Types of Real Estate Loans
Posted by Bruce Swedal on Saturday, January 8th, 2011 at 2:01pm.There are so many real estate terms that it sometimes feels as though you will never figure it all out. Buying a home or property can be very confusing. To top it off, there are several types of mortgages you can take out to finance your home. With just a bit of research you can become more knowledgeable and prepared to undertake this process.
The four standard types of real estate loans are adjustable interest rate loans, fixed interest rate loans, balloon payment mortgages and convertible mortgages. With a fixed interest rate loan, you are set up with a specific interest rate and you pay according to that amount for the lifetime of your loan. With an adjustable rate loan, your interest rate can vary due to market fluctuation. This can be wonderful if the interest rate goes down, but if it goes up you might have difficulty budgeting enough money to pay the note each month.

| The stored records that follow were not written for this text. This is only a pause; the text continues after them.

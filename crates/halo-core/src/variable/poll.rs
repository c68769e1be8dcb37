//! Interval-driven producer.

use super::{apply, fail, snapshot, stopped, Inner, ProducerKind};
use crate::config::VariableConfig;
use crate::exec::{display_command, exec_async};
use crate::{HaloError, Result};
use futures::future::BoxFuture;
use futures::FutureExt;
use std::fmt;
use std::future::Future;
use std::sync::{Arc, Mutex, Weak};
use std::time::Duration;
use tokio::sync::watch;
use tokio::time::MissedTickBehavior;
use tracing::trace;

/// Maps command output (or a listener line) plus the previous value to the next value.
pub type Transform<T> = Arc<dyn Fn(&str, &T) -> T + Send + Sync>;

/// Async producer given the previous value.
pub type PollFn<T> =
    Arc<dyn Fn(&T) -> BoxFuture<'static, std::result::Result<T, String>> + Send + Sync>;

/// What a poll tick runs.
pub enum PollProducer<T> {
    /// Run argv; its trimmed stdout goes through `transform`.
    Command { argv: Vec<String>, transform: Transform<T> },
    Callback(PollFn<T>),
}

impl<T> Clone for PollProducer<T> {
    fn clone(&self) -> Self {
        match self {
            PollProducer::Command { argv, transform } => PollProducer::Command {
                argv: argv.clone(),
                transform: transform.clone(),
            },
            PollProducer::Callback(callback) => PollProducer::Callback(callback.clone()),
        }
    }
}

impl<T: Send + 'static> PollProducer<T> {
    pub fn callback<F, Fut, E>(callback: F) -> Self
    where
        F: Fn(&T) -> Fut + Send + Sync + 'static,
        Fut: Future<Output = std::result::Result<T, E>> + Send + 'static,
        E: fmt::Display + 'static,
    {
        PollProducer::Callback(Arc::new(move |current: &T| {
            callback(current)
                .map(|result| result.map_err(|e| e.to_string()))
                .boxed()
        }))
    }

    async fn produce(&self, current: &T) -> std::result::Result<T, String> {
        match self {
            PollProducer::Command { argv, transform } => {
                let stdout = exec_async(argv.as_slice()).await.map_err(|e| e.to_string())?;
                Ok(transform(&stdout, current))
            }
            PollProducer::Callback(callback) => callback(current).await,
        }
    }
}

/// Poll schedule and producer.
pub struct PollConfig<T> {
    pub interval: Duration,
    pub producer: PollProducer<T>,
}

impl<T> Clone for PollConfig<T> {
    fn clone(&self) -> Self {
        Self {
            interval: self.interval,
            producer: self.producer.clone(),
        }
    }
}

impl<T> PollConfig<T> {
    pub(crate) fn validate(&self) -> Result<()> {
        if self.interval < VariableConfig::MIN_POLL_INTERVAL {
            return Err(HaloError::Validation {
                field: "poll_interval".to_string(),
                message: format!(
                    "poll interval {:?} is below the minimum {:?}",
                    self.interval,
                    VariableConfig::MIN_POLL_INTERVAL
                ),
            });
        }
        if let PollProducer::Command { argv, .. } = &self.producer {
            if argv.is_empty() {
                return Err(HaloError::Validation {
                    field: "poll_command".to_string(),
                    message: "poll command must not be empty".to_string(),
                });
            }
        }
        Ok(())
    }

    fn describe(&self) -> String {
        match &self.producer {
            PollProducer::Command { argv, .. } => display_command(argv.as_slice()),
            PollProducer::Callback(_) => "<callback>".to_string(),
        }
    }
}

/// Tick immediately, then every interval, until stopped.
///
/// A failed tick is reported and the schedule carries on.
pub(super) async fn run<T: Clone + Send + Sync + 'static>(
    weak: Weak<Mutex<Inner<T>>>,
    generation: u64,
    config: PollConfig<T>,
    mut stop: watch::Receiver<bool>,
) {
    let mut ticker = tokio::time::interval(config.interval);
    ticker.set_missed_tick_behavior(MissedTickBehavior::Delay);
    let source = config.describe();

    loop {
        tokio::select! {
            biased;
            _ = stopped(&mut stop) => break,
            _ = ticker.tick() => {}
        }

        let Some(current) = snapshot(&weak, ProducerKind::Poll, generation) else {
            break;
        };

        trace!("Polling {}", source);
        let produced = tokio::select! {
            biased;
            _ = stopped(&mut stop) => break,
            produced = config.producer.produce(&current) => produced,
        };

        let keep_going = match produced {
            Ok(value) => apply(&weak, ProducerKind::Poll, generation, value),
            Err(message) => fail(
                &weak,
                ProducerKind::Poll,
                generation,
                format!("{}: {}", source, message),
            ),
        };
        if !keep_going {
            break;
        }
    }

    trace!("Poll of {} ended", source);
}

A convertible loan is essentially an adjustable interest rate loan that can be converted to a fixed rate within a certain time. This can be very handy if you are anticipating an upcoming lower interest rate. If you are not careful though, the time can lapse before the rate lowers, or perhaps the rate will not lower as expected. A balloon payment loan is when not amortized any of the loan principle and it all comes due at the end of the term of the loan. This can help a homeowner make lower monthly payments and you will have a larger portion of your mortgage payment that can be used for the mortgage interest tax deduction.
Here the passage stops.